* _WORK REQUEST_
Output exactly the lines below, starting with the line that has "filename src/lib.rs" and going on through the line that has "and role-swap doubling", both included, and no other lines.

* _SUPPLIED RECORDS_
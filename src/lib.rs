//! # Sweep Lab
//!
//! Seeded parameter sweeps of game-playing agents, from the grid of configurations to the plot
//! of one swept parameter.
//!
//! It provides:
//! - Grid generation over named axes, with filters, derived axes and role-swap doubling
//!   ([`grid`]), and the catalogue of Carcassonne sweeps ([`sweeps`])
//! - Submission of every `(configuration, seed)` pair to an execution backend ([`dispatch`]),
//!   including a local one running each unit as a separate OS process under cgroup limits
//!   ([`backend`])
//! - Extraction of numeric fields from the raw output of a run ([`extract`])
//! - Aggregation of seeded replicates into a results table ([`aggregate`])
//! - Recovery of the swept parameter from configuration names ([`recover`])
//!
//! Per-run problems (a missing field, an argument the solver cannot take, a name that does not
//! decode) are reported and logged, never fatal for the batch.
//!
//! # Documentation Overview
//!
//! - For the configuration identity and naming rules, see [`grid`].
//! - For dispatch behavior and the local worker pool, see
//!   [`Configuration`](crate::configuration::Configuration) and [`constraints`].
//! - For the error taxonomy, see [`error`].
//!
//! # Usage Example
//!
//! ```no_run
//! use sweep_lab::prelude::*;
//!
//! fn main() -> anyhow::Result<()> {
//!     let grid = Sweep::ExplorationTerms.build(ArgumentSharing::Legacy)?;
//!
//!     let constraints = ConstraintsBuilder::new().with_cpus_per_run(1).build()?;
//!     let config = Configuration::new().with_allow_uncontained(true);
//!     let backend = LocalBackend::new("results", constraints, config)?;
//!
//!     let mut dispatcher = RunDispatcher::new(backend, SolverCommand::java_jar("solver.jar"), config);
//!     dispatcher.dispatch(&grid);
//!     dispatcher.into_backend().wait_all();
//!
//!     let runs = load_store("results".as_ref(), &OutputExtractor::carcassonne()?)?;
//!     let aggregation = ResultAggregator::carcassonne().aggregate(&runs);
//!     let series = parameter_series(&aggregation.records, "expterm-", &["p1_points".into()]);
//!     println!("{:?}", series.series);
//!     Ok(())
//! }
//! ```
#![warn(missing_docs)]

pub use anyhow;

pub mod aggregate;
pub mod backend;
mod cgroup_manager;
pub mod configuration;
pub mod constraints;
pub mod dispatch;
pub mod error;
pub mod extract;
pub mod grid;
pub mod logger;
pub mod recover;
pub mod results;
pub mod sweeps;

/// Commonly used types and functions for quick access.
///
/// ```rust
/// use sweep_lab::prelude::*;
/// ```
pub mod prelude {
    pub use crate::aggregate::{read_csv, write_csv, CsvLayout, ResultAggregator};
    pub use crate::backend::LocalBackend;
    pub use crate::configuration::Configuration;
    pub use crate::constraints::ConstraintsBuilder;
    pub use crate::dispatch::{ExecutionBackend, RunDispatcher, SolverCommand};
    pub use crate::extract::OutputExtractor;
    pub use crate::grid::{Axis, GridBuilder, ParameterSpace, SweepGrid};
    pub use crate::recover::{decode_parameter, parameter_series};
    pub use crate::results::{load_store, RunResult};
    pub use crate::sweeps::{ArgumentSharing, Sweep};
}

* * *

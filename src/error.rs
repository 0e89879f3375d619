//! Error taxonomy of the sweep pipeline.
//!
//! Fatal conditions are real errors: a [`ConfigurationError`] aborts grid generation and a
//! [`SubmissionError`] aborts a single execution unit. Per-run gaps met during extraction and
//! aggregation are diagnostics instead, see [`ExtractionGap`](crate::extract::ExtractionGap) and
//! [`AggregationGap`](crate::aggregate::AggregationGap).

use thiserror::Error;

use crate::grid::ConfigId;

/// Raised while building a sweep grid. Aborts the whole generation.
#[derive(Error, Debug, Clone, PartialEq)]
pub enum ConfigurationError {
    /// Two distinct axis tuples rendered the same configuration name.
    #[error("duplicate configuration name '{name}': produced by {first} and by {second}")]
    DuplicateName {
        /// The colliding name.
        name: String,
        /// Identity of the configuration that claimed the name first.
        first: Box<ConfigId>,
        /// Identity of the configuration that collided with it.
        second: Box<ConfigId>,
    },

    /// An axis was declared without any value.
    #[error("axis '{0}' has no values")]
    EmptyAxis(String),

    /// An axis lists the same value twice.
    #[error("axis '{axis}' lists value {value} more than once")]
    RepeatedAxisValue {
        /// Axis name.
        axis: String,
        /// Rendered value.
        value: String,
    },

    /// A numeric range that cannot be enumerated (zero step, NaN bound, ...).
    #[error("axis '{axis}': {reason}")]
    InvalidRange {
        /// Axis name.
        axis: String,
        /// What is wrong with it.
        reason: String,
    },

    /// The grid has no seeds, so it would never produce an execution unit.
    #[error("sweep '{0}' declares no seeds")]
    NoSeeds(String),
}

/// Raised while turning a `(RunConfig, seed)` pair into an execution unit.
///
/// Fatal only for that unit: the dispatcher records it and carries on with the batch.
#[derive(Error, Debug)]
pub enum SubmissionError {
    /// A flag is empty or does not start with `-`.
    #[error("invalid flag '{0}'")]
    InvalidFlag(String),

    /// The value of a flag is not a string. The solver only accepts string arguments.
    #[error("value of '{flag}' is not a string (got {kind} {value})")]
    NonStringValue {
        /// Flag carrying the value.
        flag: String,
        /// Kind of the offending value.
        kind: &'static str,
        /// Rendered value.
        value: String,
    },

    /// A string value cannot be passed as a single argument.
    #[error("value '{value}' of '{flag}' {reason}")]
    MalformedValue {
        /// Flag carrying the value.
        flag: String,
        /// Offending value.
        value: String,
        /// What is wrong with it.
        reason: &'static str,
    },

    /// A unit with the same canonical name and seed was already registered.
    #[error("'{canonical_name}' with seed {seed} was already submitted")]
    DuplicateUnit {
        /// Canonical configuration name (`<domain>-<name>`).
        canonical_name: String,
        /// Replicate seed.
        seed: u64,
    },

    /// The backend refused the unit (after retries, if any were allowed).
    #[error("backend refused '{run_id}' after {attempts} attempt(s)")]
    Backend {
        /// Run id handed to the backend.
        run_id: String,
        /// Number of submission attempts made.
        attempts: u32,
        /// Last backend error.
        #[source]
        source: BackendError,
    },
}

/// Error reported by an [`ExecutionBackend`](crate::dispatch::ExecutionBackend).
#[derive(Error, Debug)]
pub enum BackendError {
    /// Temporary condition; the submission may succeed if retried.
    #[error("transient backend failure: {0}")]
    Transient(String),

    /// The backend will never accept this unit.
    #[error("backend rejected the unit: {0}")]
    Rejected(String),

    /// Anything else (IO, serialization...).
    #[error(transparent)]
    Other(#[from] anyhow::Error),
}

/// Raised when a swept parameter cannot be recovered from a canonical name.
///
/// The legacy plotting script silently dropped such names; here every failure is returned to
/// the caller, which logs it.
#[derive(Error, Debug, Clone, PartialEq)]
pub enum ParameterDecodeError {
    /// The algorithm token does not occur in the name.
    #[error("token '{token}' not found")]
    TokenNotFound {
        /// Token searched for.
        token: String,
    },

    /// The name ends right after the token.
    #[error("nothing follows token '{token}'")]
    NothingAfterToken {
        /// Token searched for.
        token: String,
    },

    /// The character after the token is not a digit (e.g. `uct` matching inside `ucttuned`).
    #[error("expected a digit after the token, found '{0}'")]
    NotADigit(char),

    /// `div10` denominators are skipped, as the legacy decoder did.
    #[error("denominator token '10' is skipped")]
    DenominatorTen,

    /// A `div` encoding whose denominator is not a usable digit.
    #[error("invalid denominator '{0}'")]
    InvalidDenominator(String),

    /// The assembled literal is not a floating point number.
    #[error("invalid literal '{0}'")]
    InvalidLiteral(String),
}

--

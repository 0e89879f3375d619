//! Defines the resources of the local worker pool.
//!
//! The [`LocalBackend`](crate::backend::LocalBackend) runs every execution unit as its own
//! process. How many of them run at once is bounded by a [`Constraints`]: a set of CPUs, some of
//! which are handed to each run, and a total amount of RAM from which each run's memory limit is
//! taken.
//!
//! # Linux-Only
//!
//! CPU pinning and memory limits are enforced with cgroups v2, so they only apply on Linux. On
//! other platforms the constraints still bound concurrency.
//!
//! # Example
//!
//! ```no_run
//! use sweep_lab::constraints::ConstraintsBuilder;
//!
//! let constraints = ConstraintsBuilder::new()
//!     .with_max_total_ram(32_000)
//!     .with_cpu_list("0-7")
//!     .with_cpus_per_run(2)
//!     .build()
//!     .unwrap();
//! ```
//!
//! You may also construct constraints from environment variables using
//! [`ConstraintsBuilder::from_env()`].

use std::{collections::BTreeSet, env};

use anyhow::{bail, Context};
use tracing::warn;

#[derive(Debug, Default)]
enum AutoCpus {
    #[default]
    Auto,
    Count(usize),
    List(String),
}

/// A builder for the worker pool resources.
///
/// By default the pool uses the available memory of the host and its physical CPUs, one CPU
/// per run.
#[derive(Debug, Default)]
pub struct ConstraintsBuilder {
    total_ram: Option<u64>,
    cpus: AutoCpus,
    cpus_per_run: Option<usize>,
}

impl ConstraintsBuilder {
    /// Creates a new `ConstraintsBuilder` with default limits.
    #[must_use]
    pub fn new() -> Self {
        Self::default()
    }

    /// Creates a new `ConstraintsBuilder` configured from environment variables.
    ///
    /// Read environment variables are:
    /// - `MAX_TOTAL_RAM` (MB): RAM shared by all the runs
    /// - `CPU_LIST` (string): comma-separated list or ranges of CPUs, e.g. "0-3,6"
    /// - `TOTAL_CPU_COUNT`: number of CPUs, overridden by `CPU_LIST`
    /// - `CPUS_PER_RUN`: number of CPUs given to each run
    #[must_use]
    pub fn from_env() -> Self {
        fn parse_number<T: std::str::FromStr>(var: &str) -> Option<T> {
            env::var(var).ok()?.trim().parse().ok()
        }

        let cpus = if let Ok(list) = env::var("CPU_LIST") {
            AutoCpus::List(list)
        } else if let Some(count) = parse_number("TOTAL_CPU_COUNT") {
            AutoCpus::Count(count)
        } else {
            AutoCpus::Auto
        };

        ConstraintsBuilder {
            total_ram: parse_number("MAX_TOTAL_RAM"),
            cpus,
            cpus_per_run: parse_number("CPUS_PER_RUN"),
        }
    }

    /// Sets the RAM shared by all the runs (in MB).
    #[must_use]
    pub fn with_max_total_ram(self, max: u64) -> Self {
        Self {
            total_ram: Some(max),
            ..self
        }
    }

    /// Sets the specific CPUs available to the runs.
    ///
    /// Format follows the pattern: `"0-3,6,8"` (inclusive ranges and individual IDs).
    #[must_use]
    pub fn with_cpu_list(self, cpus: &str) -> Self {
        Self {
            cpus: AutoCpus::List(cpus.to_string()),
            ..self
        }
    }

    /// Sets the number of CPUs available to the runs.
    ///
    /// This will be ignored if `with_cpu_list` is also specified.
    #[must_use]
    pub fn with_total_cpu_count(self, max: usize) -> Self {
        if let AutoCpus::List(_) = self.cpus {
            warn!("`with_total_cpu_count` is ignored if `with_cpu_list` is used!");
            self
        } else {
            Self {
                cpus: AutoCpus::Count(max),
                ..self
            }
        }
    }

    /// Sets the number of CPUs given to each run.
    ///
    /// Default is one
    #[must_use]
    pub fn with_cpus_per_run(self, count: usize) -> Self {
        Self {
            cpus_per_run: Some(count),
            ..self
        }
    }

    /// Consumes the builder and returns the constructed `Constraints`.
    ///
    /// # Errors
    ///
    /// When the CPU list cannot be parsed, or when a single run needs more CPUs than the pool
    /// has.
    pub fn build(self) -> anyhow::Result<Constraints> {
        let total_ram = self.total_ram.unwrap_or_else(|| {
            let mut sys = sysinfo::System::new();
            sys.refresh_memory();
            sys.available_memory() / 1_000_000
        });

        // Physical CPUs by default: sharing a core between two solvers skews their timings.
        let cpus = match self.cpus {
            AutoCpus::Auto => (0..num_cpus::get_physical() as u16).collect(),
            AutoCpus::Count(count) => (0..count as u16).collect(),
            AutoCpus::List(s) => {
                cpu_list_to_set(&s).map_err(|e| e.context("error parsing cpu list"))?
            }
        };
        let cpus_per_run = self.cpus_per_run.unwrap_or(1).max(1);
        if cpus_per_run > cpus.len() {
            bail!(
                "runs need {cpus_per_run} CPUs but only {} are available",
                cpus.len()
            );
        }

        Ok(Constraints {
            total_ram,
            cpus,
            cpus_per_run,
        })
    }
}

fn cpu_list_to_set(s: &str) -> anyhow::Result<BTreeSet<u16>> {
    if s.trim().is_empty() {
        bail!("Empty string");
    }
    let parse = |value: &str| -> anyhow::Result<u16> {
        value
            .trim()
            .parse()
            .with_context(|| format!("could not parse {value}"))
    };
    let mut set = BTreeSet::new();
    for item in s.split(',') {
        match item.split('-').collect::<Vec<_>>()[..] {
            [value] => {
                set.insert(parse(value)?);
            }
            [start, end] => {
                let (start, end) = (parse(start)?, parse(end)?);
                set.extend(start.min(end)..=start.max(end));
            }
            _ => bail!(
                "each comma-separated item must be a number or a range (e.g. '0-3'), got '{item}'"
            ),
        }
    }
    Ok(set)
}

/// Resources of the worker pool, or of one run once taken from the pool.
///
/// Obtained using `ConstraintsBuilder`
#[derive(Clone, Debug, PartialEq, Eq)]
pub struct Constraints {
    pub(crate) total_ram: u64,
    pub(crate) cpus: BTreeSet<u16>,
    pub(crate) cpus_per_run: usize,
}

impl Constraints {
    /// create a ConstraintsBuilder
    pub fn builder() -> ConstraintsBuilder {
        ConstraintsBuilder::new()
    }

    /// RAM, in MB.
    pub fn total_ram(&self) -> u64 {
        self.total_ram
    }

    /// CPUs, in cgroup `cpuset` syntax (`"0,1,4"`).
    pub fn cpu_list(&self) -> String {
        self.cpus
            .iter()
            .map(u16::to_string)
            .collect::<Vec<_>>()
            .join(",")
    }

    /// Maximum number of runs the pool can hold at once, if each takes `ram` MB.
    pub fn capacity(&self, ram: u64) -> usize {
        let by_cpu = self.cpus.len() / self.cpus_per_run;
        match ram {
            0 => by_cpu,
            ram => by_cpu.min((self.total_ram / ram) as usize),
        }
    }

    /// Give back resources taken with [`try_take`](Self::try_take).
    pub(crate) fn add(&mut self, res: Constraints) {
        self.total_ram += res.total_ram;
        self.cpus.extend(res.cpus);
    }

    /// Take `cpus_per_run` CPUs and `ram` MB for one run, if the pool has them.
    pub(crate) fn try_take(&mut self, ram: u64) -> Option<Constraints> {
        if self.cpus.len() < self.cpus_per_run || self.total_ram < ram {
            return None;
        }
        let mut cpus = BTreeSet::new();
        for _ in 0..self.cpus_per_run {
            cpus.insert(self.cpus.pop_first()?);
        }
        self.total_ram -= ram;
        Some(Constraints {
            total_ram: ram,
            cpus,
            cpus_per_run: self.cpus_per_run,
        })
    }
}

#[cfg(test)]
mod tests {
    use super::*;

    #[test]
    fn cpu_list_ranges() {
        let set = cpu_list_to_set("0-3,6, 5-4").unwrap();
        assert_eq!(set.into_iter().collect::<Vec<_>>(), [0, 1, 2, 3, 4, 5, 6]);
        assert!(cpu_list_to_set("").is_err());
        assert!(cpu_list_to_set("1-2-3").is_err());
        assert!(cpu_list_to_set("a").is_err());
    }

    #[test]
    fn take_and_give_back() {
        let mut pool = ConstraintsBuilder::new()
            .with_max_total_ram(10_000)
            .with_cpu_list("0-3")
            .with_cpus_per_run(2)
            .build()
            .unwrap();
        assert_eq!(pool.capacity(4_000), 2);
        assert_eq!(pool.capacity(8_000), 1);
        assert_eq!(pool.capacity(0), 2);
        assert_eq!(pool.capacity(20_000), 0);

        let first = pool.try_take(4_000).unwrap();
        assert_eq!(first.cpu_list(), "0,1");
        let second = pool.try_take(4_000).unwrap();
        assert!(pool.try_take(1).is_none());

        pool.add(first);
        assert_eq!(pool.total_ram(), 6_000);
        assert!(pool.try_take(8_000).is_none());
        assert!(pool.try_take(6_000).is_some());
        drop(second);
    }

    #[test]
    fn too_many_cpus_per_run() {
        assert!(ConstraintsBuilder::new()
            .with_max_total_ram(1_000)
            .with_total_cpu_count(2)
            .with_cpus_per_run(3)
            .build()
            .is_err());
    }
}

* _COMPLETED TASK_
filename src/lib.rs
//! # Sweep Lab
//!
//! Seeded parameter sweeps of game-playing agents, from the grid of configurations to the plot
//! of one swept parameter.
//!
//! It provides:
//! - Grid generation over named axes, with filters, derived axes and role-swap doubling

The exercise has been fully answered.